Records drawn from a dataset:

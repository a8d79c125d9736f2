//! CLI configuration management
//!
//! Handles loading and saving CLI-specific configuration.

use anyhow::{Context, Result};
use serde::{Deserialize, Serialize};
use std::path::PathBuf;

use crate::client::DEFAULT_BASE_URL;

/// CLI configuration
#[derive(Debug, Clone, Serialize, Deserialize, PartialEq)]
pub struct CliConfig {
    /// Base URL requests are issued against
    pub base_url: String,

    /// Request timeout in seconds
    pub timeout: u64,

    /// Enable verbose logging by default
    pub verbose: bool,
}

impl Default for CliConfig {
    fn default() -> Self {
        Self {
            base_url: DEFAULT_BASE_URL.to_string(),
            timeout: 30,
            verbose: false,
        }
    }
}

impl CliConfig {
    /// Load configuration from file or create default
    pub fn load() -> Result<Self> {
        let config_path = Self::config_path()?;

        if config_path.exists() {
            let content =
                std::fs::read_to_string(&config_path).context("Failed to read CLI config file")?;

            toml::from_str(&content).context("Failed to parse CLI config file")
        } else {
            // Create default config and save it
            let config = Self::default();
            config.save()?;
            Ok(config)
        }
    }

    /// Save configuration to file
    pub fn save(&self) -> Result<()> {
        let config_path = Self::config_path()?;

        if let Some(parent) = config_path.parent() {
            std::fs::create_dir_all(parent).context("Failed to create config directory")?;
        }

        let content = toml::to_string_pretty(self).context("Failed to serialize CLI config")?;

        std::fs::write(&config_path, content).context("Failed to write CLI config file")?;

        Ok(())
    }

    /// Get the configuration file path
    fn config_path() -> Result<PathBuf> {
        let config_dir = if let Ok(xdg_config) = std::env::var("XDG_CONFIG_HOME") {
            PathBuf::from(xdg_config)
        } else if let Ok(home) = std::env::var("HOME") {
            PathBuf::from(home).join(".config")
        } else {
            return Err(anyhow::anyhow!("Cannot determine config directory"));
        };

        Ok(config_dir.join("restctl").join("cli.toml"))
    }

    /// Create a new builder for constructing configuration
    pub fn builder() -> ConfigBuilder {
        ConfigBuilder::new()
    }
}

/// Builder for CLI configuration with validation and priority chain support
///
/// Priority chain (lowest to highest):
/// 1. Defaults
/// 2. Config file
/// 3. Environment variables
/// 4. CLI arguments
#[derive(Debug, Default)]
pub struct ConfigBuilder {
    base_url: Option<String>,
    timeout: Option<u64>,
    verbose: Option<bool>,
}

impl ConfigBuilder {
    /// Create a new configuration builder
    pub fn new() -> Self {
        Self::default()
    }

    /// Set base URL (with validation)
    pub fn with_base_url(mut self, url: impl Into<String>) -> Result<Self> {
        let url = url.into();
        Self::validate_url(&url)?;
        self.base_url = Some(url);
        Ok(self)
    }

    /// Set timeout (with validation)
    pub fn with_timeout(mut self, timeout: u64) -> Result<Self> {
        Self::validate_timeout(timeout)?;
        self.timeout = Some(timeout);
        Ok(self)
    }

    /// Set verbose flag
    pub fn with_verbose(mut self, verbose: bool) -> Self {
        self.verbose = Some(verbose);
        self
    }

    /// Load configuration from file
    pub fn with_config_file(self, load_file: bool) -> Result<Self> {
        if !load_file {
            return Ok(self);
        }

        match CliConfig::load() {
            Ok(config) => {
                let builder = self;
                // Only use file values if they weren't already set (preserving priority)
                Ok(Self {
                    base_url: builder.base_url.or(Some(config.base_url)),
                    timeout: builder.timeout.or(Some(config.timeout)),
                    verbose: builder.verbose.or(Some(config.verbose)),
                })
            }
            Err(_) => {
                // If file doesn't exist or can't be loaded, continue with current builder
                Ok(self)
            }
        }
    }

    /// Apply environment variable overrides
    pub fn with_env_overrides(mut self) -> Self {
        // Only apply env vars if values weren't already set (preserving priority)
        if self.base_url.is_none() {
            if let Ok(base_url) = std::env::var("RESTCTL_SERVER") {
                if Self::validate_url(&base_url).is_ok() {
                    self.base_url = Some(base_url);
                }
            }
        }

        if self.timeout.is_none() {
            if let Ok(timeout) = std::env::var("RESTCTL_TIMEOUT") {
                if let Ok(timeout) = timeout.parse() {
                    if Self::validate_timeout(timeout).is_ok() {
                        self.timeout = Some(timeout);
                    }
                }
            }
        }

        if self.verbose.is_none() {
            if let Ok(verbose) = std::env::var("RESTCTL_VERBOSE") {
                self.verbose = Some(verbose.to_lowercase() == "true" || verbose == "1");
            }
        }

        self
    }

    /// Build the final configuration with validation
    pub fn build(self) -> Result<CliConfig> {
        let defaults = CliConfig::default();

        let base_url = self.base_url.unwrap_or(defaults.base_url);
        let timeout = self.timeout.unwrap_or(defaults.timeout);

        // Validate final values
        Self::validate_url(&base_url)?;
        Self::validate_timeout(timeout)?;

        Ok(CliConfig {
            base_url,
            timeout,
            verbose: self.verbose.unwrap_or(defaults.verbose),
        })
    }

    /// Validate URL format
    fn validate_url(url: &str) -> Result<()> {
        if url.is_empty() {
            return Err(anyhow::anyhow!("Base URL cannot be empty"));
        }

        // Basic URL validation - must start with http:// or https://
        if !url.starts_with("http://") && !url.starts_with("https://") {
            return Err(anyhow::anyhow!(
                "Base URL must start with http:// or https://"
            ));
        }

        Ok(())
    }

    /// Validate timeout value
    fn validate_timeout(timeout: u64) -> Result<()> {
        if timeout == 0 {
            return Err(anyhow::anyhow!("Timeout must be greater than 0"));
        }

        if timeout > 300 {
            return Err(anyhow::anyhow!(
                "Timeout must be less than or equal to 300 seconds"
            ));
        }

        Ok(())
    }
}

WHAT THE EXERCISE ASKS -> Give back the data above word for word.

RESULT OF THE EXERCISE ->
repository a8d79c125d9736f2
//! CLI configuration management
//!
//! Handles loading and saving CLI-specific configuration.

use anyhow::{Context, Result};
use serde::{Deserialize, Serialize};
use std::path::PathBuf;

use crate::client::DEFAULT_BASE_URL;

/// CLI configuration
#[derive(Debug, Clone, Serialize, Deserialize, PartialEq)]
pub struct CliConfig {
    /// Base URL requests are issued against
    pub base_url: String,

    /// Request timeout in seconds
    pub timeout: u64,

    /// Enable verbose logging by default
    pub verbose: bool,
}

impl Default for CliConfig {
    fn default() -> Self {
        Self {
            base_url: DEFAULT_BASE_URL.to_string(),
            timeout: 30,
            verbose: false,
        }
    }
}

impl CliConfig {
    /// Load configuration from file or create default
    pub fn load() -> Result<Self> {
        let config_path = Self::config_path()?;

        if config_path.exists() {
            let content =
                std::fs::read_to_string(&config_path).context("Failed to read CLI config file")?;

            toml::from_str(&content).context("Failed to parse CLI config file")
        } else {
            // Create default config and save it
            let config = Self::default();
            config.save()?;
            Ok(config)
        }
    }

    /// Save configuration to file
    pub fn save(&self) -> Result<()> {
        let config_path = Self::config_path()?;

        if let Some(parent) = config_path.parent() {
            std::fs::create_dir_all(parent).context("Failed to create config directory")?;
        }

        let content = toml::to_string_pretty(self).context("Failed to serialize CLI config")?;

        std::fs::write(&config_path, content).context("Failed to write CLI config file")?;

        Ok(())
    }

    /// Get the configuration file path
    fn config_path() -> Result<PathBuf> {
        let config_dir = if let Ok(xdg_config) = std::env::var("XDG_CONFIG_HOME") {
            PathBuf::from(xdg_config)
        } else if let Ok(home) = std::env::var("HOME") {
            PathBuf::from(home).join(".config")
        } else {
            return Err(anyhow::anyhow!("Cannot determine config directory"));
        };

        Ok(config_dir.join("restctl").join("cli.toml"))
    }

    /// Create a new builder for constructing configuration
    pub fn builder() -> ConfigBuilder {
        ConfigBuilder::new()
    }
}

/// Builder for CLI configuration with validation and priority chain support
///
/// Priority chain (lowest to highest):
/// 1. Defaults
/// 2. Config file
/// 3. Environment variables
/// 4. CLI arguments
#[derive(Debug, Default)]
pub struct ConfigBuilder {
    base_url: Option<String>,
    timeout: Option<u64>,
    verbose: Option<bool>,
}

impl ConfigBuilder {
    /// Create a new configuration builder
    pub fn new() -> Self {
        Self::default()
    }

    /// Set base URL (with validation)
    pub fn with_base_url(mut self, url: impl Into<String>) -> Result<Self> {
        let url = url.into();
        Self::validate_url(&url)?;
        self.base_url = Some(url);
        Ok(self)
    }

    /// Set timeout (with validation)
    pub fn with_timeout(mut self, timeout: u64) -> Result<Self> {
        Self::validate_timeout(timeout)?;
        self.timeout = Some(timeout);
        Ok(self)
    }

    /// Set verbose flag
    pub fn with_verbose(mut self, verbose: bool) -> Self {
        self.verbose = Some(verbose);
        self
    }

    /// Load configuration from file
    pub fn with_config_file(self, load_file: bool) -> Result<Self> {
        if !load_file {
            return Ok(self);
        }

        match CliConfig::load() {
            Ok(config) => {
                let builder = self;
                // Only use file values if they weren't already set (preserving priority)
                Ok(Self {
                    base_url: builder.base_url.or(Some(config.base_url)),
                    timeout: builder.timeout.or(Some(config.timeout)),
                    verbose: builder.verbose.or(Some(config.verbose)),
                })
            }
            Err(_) => {
                // If file doesn't exist or can't be loaded, continue with current builder
                Ok(self)
            }
        }
    }

    /// Apply environment variable overrides
    pub fn with_env_overrides(mut self) -> Self {
        // Only apply env vars if values weren't already set (preserving priority)
        if self.base_url.is_none() {
            if let Ok(base_url) = std::env::var("RESTCTL_SERVER") {
                if Self::validate_url(&base_url).is_ok() {
                    self.base_url = Some(base_url);
                }
            }
        }

        if self.timeout.is_none() {
            if let Ok(timeout) = std::env::var("RESTCTL_TIMEOUT") {
                if let Ok(timeout) = timeout.parse() {
                    if Self::validate_timeout(timeout).is_ok() {
                        self.timeout = Some(timeout);
                    }
                }
            }
        }

        if self.verbose.is_none() {
            if let Ok(verbose) = std::env::var("RESTCTL_VERBOSE") {
                self.verbose = Some(verbose.to_lowercase() == "true" || verbose == "1");
            }
        }

        self
    }

    /// Build the final configuration with validation
    pub fn build(self) -> Result<CliConfig> {
        let defaults = CliConfig::default();

        let base_url = self.base_url.unwrap_or(defaults.base_url);
        let timeout = self.timeout.unwrap_or(defaults.timeout);

        // Validate final values
        Self::validate_url(&base_url)?;
        Self::validate_timeout(timeout)?;

        Ok(CliConfig {
            base_url,
            timeout,
            verbose: self.verbose.unwrap_or(defaults.verbose),
        })
    }

    /// Validate URL format
    fn validate_url(url: &str) -> Result<()> {
        if url.is_empty() {
            return Err(anyhow::anyhow!("Base URL cannot be empty"));
        }

        // Basic URL validation - must start with http:// or https://
        if !url.starts_with("http://") && !url.starts_with("https://") {
            return Err(anyhow::anyhow!(
                "Base URL must start with http:// or https://"
            ));
        }

        Ok(())
    }

    /// Validate timeout value
    fn validate_timeout(timeout: u64) -> Result<()> {
        if timeout == 0 {
            return Err(anyhow::anyhow!("Timeout must be greater than 0"));
        }

        if timeout > 300 {
            return Err(anyhow::anyhow!(
                "Timeout must be less than or equal to 300 seconds"
            ));
        }

        Ok(())
    }
}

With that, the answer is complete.